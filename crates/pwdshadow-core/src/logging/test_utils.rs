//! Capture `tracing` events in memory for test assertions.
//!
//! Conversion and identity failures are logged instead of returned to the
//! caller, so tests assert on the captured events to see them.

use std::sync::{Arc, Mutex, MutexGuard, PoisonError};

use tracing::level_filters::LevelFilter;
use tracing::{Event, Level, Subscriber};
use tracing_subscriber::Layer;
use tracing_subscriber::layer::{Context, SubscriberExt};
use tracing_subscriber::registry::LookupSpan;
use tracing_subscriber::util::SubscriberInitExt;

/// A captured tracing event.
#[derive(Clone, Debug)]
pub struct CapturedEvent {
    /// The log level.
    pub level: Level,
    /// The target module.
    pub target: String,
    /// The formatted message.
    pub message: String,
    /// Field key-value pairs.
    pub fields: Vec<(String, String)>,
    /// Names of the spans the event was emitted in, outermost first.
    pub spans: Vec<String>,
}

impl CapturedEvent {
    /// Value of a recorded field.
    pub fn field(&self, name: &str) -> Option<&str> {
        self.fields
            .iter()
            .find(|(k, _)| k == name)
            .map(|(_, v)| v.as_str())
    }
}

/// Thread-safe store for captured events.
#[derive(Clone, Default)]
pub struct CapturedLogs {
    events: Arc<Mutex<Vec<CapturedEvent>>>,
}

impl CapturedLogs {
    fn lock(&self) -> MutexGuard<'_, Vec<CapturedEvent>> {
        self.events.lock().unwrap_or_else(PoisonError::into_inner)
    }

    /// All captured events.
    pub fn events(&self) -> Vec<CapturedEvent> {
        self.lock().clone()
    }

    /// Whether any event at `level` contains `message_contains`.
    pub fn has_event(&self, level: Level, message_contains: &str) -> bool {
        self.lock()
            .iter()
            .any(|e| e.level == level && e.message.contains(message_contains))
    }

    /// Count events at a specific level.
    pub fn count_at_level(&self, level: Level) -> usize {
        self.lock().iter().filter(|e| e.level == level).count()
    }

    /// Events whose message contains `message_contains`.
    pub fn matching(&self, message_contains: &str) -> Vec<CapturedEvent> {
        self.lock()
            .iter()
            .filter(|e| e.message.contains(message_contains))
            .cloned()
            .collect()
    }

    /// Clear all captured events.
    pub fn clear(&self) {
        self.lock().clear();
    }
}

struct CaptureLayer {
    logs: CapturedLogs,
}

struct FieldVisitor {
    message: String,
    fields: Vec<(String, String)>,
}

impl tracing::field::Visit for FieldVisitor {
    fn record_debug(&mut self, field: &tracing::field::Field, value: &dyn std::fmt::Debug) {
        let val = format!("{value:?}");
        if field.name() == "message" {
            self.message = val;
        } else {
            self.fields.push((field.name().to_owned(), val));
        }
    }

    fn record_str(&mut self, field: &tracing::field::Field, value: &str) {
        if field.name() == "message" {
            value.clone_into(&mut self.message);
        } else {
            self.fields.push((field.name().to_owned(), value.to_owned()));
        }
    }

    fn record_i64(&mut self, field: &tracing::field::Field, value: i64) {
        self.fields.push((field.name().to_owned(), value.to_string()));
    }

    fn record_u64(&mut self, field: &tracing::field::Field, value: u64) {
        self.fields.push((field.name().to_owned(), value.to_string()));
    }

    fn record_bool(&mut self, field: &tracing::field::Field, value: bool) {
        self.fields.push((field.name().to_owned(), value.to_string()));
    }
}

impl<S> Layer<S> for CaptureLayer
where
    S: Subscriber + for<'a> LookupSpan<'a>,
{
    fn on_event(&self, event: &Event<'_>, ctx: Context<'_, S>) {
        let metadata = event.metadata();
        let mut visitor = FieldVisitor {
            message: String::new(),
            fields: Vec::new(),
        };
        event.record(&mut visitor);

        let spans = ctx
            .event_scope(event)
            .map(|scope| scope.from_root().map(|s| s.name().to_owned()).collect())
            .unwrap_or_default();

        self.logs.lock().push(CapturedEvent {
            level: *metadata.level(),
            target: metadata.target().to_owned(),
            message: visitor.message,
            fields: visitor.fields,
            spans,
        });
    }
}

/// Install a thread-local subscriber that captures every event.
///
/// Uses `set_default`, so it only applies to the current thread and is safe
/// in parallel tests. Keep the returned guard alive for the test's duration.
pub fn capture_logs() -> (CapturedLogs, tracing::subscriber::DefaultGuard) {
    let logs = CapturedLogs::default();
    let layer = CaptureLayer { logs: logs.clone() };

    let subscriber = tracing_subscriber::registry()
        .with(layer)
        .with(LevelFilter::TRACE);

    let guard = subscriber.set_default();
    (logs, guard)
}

--

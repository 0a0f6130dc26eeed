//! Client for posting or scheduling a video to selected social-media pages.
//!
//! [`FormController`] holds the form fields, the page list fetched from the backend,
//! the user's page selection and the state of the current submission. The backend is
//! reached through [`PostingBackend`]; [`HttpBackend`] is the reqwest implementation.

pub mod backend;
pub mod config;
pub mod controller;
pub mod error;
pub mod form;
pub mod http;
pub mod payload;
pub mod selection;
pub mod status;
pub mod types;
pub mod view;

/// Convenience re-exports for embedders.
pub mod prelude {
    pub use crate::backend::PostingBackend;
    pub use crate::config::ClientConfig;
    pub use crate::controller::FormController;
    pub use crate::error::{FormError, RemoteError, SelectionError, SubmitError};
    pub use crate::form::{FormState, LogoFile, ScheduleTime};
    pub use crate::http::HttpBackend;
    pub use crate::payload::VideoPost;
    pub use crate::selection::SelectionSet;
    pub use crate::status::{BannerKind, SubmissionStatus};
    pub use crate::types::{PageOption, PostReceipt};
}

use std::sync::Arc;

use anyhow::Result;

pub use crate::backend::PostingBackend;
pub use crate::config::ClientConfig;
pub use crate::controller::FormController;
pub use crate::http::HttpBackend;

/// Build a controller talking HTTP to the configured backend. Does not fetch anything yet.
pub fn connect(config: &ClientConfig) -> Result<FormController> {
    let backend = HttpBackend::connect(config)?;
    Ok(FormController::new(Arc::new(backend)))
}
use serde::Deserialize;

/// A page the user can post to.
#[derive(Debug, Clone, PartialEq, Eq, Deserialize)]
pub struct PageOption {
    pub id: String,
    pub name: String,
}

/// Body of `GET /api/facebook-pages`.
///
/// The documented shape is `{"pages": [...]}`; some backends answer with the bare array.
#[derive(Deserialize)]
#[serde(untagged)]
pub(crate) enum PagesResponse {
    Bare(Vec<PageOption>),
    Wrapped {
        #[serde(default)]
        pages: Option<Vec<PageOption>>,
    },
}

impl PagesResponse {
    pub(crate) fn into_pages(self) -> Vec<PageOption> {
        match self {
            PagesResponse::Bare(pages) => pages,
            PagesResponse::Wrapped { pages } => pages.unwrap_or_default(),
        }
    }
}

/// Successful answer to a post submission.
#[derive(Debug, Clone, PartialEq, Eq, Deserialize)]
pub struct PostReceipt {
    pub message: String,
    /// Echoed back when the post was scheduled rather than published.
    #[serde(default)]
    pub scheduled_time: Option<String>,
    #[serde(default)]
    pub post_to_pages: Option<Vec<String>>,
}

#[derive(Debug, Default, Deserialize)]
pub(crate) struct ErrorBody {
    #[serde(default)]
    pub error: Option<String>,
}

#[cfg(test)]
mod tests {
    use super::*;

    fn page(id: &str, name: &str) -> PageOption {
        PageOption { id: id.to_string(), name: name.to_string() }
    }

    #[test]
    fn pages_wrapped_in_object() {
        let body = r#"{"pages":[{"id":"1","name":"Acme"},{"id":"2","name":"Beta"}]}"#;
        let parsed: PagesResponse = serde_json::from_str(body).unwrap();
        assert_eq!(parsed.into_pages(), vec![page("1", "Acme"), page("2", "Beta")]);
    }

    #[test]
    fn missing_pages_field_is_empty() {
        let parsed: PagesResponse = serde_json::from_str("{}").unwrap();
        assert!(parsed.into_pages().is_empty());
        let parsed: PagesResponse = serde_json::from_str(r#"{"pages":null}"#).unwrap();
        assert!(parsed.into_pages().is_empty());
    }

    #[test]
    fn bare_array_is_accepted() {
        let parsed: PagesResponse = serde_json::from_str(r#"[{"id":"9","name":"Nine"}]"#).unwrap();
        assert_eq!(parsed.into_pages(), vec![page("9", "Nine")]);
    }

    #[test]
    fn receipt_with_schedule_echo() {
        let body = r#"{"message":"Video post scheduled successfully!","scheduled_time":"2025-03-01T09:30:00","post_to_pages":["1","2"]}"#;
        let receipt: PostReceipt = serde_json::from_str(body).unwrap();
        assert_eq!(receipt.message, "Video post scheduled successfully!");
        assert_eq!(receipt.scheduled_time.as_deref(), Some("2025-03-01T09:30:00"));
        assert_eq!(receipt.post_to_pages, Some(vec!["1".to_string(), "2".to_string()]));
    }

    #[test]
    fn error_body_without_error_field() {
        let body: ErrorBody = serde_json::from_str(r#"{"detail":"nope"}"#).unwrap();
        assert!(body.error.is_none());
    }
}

▶ [Your instructions]: Report how many lines above include "bool". Nothing else.

▶ [Task response]: 2